▶ **Problem details**
Report each line below that carries the word "produce".

::: Records supplied

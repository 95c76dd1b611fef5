//! Utility functions

use serde::{Deserialize, Serialize};

/// Version information for the daemon
#[derive(Debug, Clone, Serialize, Deserialize)]
pub struct VersionInfo {
    pub version: String,
    pub git_hash: String,
    pub build_time: String,
}

/// Get version information
pub fn version_info() -> VersionInfo {
    VersionInfo {
        version: env!("CARGO_PKG_VERSION").to_string(),
        git_hash: option_env!("GIT_HASH").unwrap_or("unknown").to_string(),
        build_time: option_env!("BUILD_TIME").unwrap_or("unknown").to_string(),
    }
}

/// Return the trailing `max_bytes` of a captured output stream as a string.
///
/// Deploy scripts can produce arbitrarily large output; only the tail is
/// kept for logging. Truncation is byte-based and re-aligned to a UTF-8
/// boundary so the result is always valid text.
pub fn tail_str(bytes: &[u8], max_bytes: usize) -> String {
    let start = bytes.len().saturating_sub(max_bytes);
    let mut tail = &bytes[start..];
    while !tail.is_empty() && std::str::from_utf8(tail).is_err() {
        tail = &tail[1..];
    }
    String::from_utf8_lossy(tail).into_owned()
}

#[cfg(test)]
mod tests {
    use super::*;

    #[test]
    fn test_tail_str_shorter_than_limit() {
        assert_eq!(tail_str(b"hello", 500), "hello");
    }

    #[test]
    fn test_tail_str_truncates_to_tail() {
        assert_eq!(tail_str(b"0123456789", 4), "6789");
    }

    #[test]
    fn test_tail_str_realigns_utf8_boundary() {
        // Cutting through 'é' must not produce invalid text
        let tail = tail_str("aé".as_bytes(), 1);
        assert_eq!(tail, "");
    }

    #[test]
    fn test_version_info_has_version() {
        let version = version_info();
        assert!(!version.version.is_empty());
    }
}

::::::

▶ **Your response**
/// Deploy scripts can produce arbitrarily large output; only the tail is
        // Cutting through 'é' must not produce invalid text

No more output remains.